In the span of a 75-minute conversation, 13-time Grammy winner and Oscar recipient T Bone Burnett casually references the Transcendentalists, Jackson Pollock and even 16th century Papal master of ceremonies Biagio de Cesena.

He’s not being pretentious. It’s simply that Burnett is such a student of history and art that his cultural touchstones are even more varied than his prolific and wide-ranging resume. As one of music’s leading Renaissance men and tastemakers, Burnett’s to-do list of potential projects takes up three typed pages. He is considering producing six albums and scoring a number of movies. Plus, he has started a publishing company with Spirit Music Group in Nashville, and his Capitol-distributed label, Electromagnetic Recordings, continues to ramp up. And those are just the activities he can talk about on the record. Several other major projects are waiting to be confirmed.

The 67-year old Texan is basking in the luxury of choice. “Here’s the thing,” Burnett says, with obvious delight. “When you’re young, you’re just looking for anything to do, and then you get to be my age and you can do everything and you have to figure out what you are going to do.”

Sitting on the patio of the Brentwood residence, which houses his home studio, Burnett took a break from scoring and music supervising True Detective’s season two finale to talk about the semi-acclaimed HBO series, to passionately call for copyright reform and to discuss the wealth of activity surrounding him.

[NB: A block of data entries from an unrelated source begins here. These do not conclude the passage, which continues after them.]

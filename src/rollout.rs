//! Dynamic dispatch on workload kind, expressed as a trait with one impl per
//! kind: adding a kind means adding an impl, never touching the reloader's
//! call sites. Adapted from the teacher's `rollout.rs`.

use anyhow::Context;
use k8s_openapi::api::apps::v1::{DaemonSet, Deployment, StatefulSet};
use k8s_openapi::apimachinery::pkg::apis::meta::v1::ObjectMeta;
use k8s_openapi::NamespaceResourceScope;
use kube::api::{Patch, PatchParams};
use kube::{Api, Resource};
use serde::de::DeserializeOwned;
use serde_json::json;
use std::fmt::Debug;
use tracing::debug;

pub static RESTART_COUNT_ANNOTATION: &str = "secret-reload/restart-count";
static FIELD_MANAGER: &str = "vault-secrets-reloader";

pub trait Rollout
where
    Self: Resource<DynamicType = (), Scope = NamespaceResourceScope>
        + Clone
        + Debug
        + Send
        + Sync
        + DeserializeOwned
        + 'static,
{
    fn kind_name() -> &'static str {
        std::any::type_name::<Self>().split("::").last().unwrap()
    }

    /// The pod template's own metadata, where the opt-in annotation, the
    /// restart-count trigger annotation, and env-carrying containers live.
    fn pod_template_metadata(&self) -> Option<&ObjectMeta>;

    fn current_restart_count(&self) -> u64 {
        self.pod_template_metadata()
            .and_then(|m| m.annotations.as_ref())
            .and_then(|a| a.get(RESTART_COUNT_ANNOTATION))
            .and_then(|v| v.parse::<u64>().ok())
            .unwrap_or(0)
    }

    /// Fetches the live resource, bumps `secret-reload/restart-count`, and
    /// writes it back as a merge patch — relying on the controller-manager's
    /// standard rollout semantics to recreate pods with the new annotation.
    async fn patch_restart_count_annotation(api: &Api<Self>, resource_name: &str) -> anyhow::Result<()> {
        let k8s_resource_kind = Self::kind_name();

        let current = api
            .get(resource_name)
            .await
            .with_context(|| format!("failed to fetch {k8s_resource_kind} {resource_name} before rollout"))?;
        let next_count = current.current_restart_count() + 1;

        let patch = json!({
            "spec": {
                "template": {
                    "metadata": {
                        "annotations": {
                            RESTART_COUNT_ANNOTATION: next_count.to_string(),
                        }
                    }
                }
            }
        });

        debug!(
            kind = k8s_resource_kind,
            resource = resource_name,
            next_count,
            "patching restart-count annotation to trigger rollout"
        );
        api.patch(
            resource_name,
            &PatchParams::apply(FIELD_MANAGER),
            &Patch::Merge(&patch),
        )
        .await
        .with_context(|| format!("failed to patch {k8s_resource_kind} {resource_name} to trigger rollout"))?;
        Ok(())
    }
}

impl Rollout for Deployment {
    fn pod_template_metadata(&self) -> Option<&ObjectMeta> {
        self.spec.as_ref().and_then(|s| s.template.metadata.as_ref())
    }
}

impl Rollout for StatefulSet {
    fn pod_template_metadata(&self) -> Option<&ObjectMeta> {
        self.spec.as_ref().and_then(|s| s.template.metadata.as_ref())
    }
}

impl Rollout for DaemonSet {
    fn pod_template_metadata(&self) -> Option<&ObjectMeta> {
        self.spec.as_ref().and_then(|s| s.template.metadata.as_ref())
    }
}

A True Detective soundtrack featuring music from the first two seasons rolls out Aug. 14 on Electromagnetic/Harvest. Are you happy that a soundtrack is finally coming out?
So happy. I was incredibly disappointed we couldnt get anything out last year. It was frustrating. The other thing was, there were many Spotify [True Detective] album playlists produced by whoever had a Spotify account, and the whole thing felt taken away from me. It felt like it was just ripped out of my hands and used by whoever wanted it to attract attention to themselves.

Why are the songs on the True Detective soundtrack only being revealed one by one?
This is not my choice. I would have it all up there, but it’s important to the creators of the show not to have any of the songs released before they air. Its all the original music from both seasons. There’s a Bob Dylan song on it, “Rocks & Gravel” from 1962, that’s never been released before. It’s in the first episode of season one. It’s all the things that you can’t get anywhere else, with the exception of the two theme songs.

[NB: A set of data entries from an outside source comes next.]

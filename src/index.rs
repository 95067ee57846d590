//! The bidirectional workload/secret index. `by_secret` is always derived
//! from `by_workload` on read rather than maintained as a second source of
//! truth, so the two views can never drift apart.

use crate::types::{SecretRef, WorkloadKey, WorkloadTracking};
use chrono::{DateTime, Utc};
use std::collections::HashMap;
use std::sync::RwLock;

#[derive(Default)]
struct IndexState {
    by_workload: HashMap<WorkloadKey, Vec<SecretRef>>,
    tracking: HashMap<WorkloadKey, WorkloadTracking>,
}

pub struct Index {
    state: RwLock<IndexState>,
}

impl Default for Index {
    fn default() -> Self {
        Self::new()
    }
}

impl Index {
    pub fn new() -> Self {
        Self {
            state: RwLock::new(IndexState::default()),
        }
    }

    /// Atomically replaces a workload's reference list.
    pub fn upsert(&self, workload: WorkloadKey, refs: Vec<SecretRef>) {
        let mut state = self.state.write().expect("index lock poisoned");
        state.by_workload.insert(workload, refs);
    }

    /// Removes a workload from both maps and from tracking.
    pub fn delete(&self, workload: &WorkloadKey) {
        let mut state = self.state.write().expect("index lock poisoned");
        state.by_workload.remove(workload);
        state.tracking.remove(workload);
    }

    pub fn is_empty(&self) -> bool {
        let state = self.state.read().expect("index lock poisoned");
        state.by_workload.is_empty()
    }

    /// Owned snapshot; safe to iterate without holding the lock.
    pub fn snapshot_by_workload(&self) -> HashMap<WorkloadKey, Vec<SecretRef>> {
        let state = self.state.read().expect("index lock poisoned");
        state.by_workload.clone()
    }

    /// Derived inverse view, rebuilt fresh on every call.
    pub fn snapshot_by_secret(&self) -> HashMap<String, Vec<WorkloadKey>> {
        let state = self.state.read().expect("index lock poisoned");
        let mut by_secret: HashMap<String, Vec<WorkloadKey>> = HashMap::new();
        for (workload, refs) in state.by_workload.iter() {
            for r in refs {
                by_secret.entry(r.path.clone()).or_default().push(workload.clone());
            }
        }
        by_secret
    }

    /// Narrow mutation used by the reloader after a successful KV read; a
    /// no-op if the path is no longer present (workload may have been
    /// re-upserted or deleted concurrently).
    pub fn update_kv_version(&self, workload: &WorkloadKey, path: &str, new_version: u64) {
        use crate::types::SecretClassification;

        let mut state = self.state.write().expect("index lock poisoned");
        if let Some(refs) = state.by_workload.get_mut(workload) {
            for r in refs.iter_mut() {
                if r.path == path {
                    if let SecretClassification::Kv { version } = &mut r.classification {
                        *version = new_version;
                    }
                }
            }
        }
    }

    pub fn upsert_tracking(
        &self,
        workload: WorkloadKey,
        last_restart: DateTime<Utc>,
        shortest_ttl_seconds: u64,
    ) {
        let mut state = self.state.write().expect("index lock poisoned");
        state.tracking.insert(
            workload,
            WorkloadTracking {
                last_restart_time: last_restart,
                shortest_dynamic_ttl_seconds: shortest_ttl_seconds,
            },
        );
    }

    pub fn set_last_restart(&self, workload: &WorkloadKey, at: DateTime<Utc>) {
        let mut state = self.state.write().expect("index lock poisoned");
        if let Some(tracking) = state.tracking.get_mut(workload) {
            tracking.last_restart_time = at;
        }
    }

    pub fn get_tracking(&self, workload: &WorkloadKey) -> Option<WorkloadTracking> {
        let state = self.state.read().expect("index lock poisoned");
        state.tracking.get(workload).copied()
    }

    /// Existing dynamic `SecretRef`s for a workload, keyed by path, reused by
    /// the collector to avoid a backend round-trip on every event.
    pub fn dynamic_refs_for(&self, workload: &WorkloadKey) -> HashMap<String, SecretRef> {
        let state = self.state.read().expect("index lock poisoned");
        state
            .by_workload
            .get(workload)
            .map(|refs| {
                refs.iter()
                    .filter(|r| r.classification.is_dynamic())
                    .map(|r| (r.path.clone(), r.clone()))
                    .collect()
            })
            .unwrap_or_default()
    }
}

You’ve very successfully matched music to image for more than 20 years, including all your work with the Coen brothers on films like O Brother, Where Art Thou. What do you like about combining the two media?
An extraordinary alchemy takes place when you put image and tone together in the right way. If you put one color up next to another color, both colors change. The same with the music. There’s some incredible freedom that takes place when you have an image to look at that’s requiring something from you. It doesn’t matter really what anybody’s going to think of it or if you’re good. All of those traps of self-consciousness that come into the creative process are sort of obliterated because you’re dealing with so much visual information that it’s overwhelming all of that. So it’s freer than jazz in a way.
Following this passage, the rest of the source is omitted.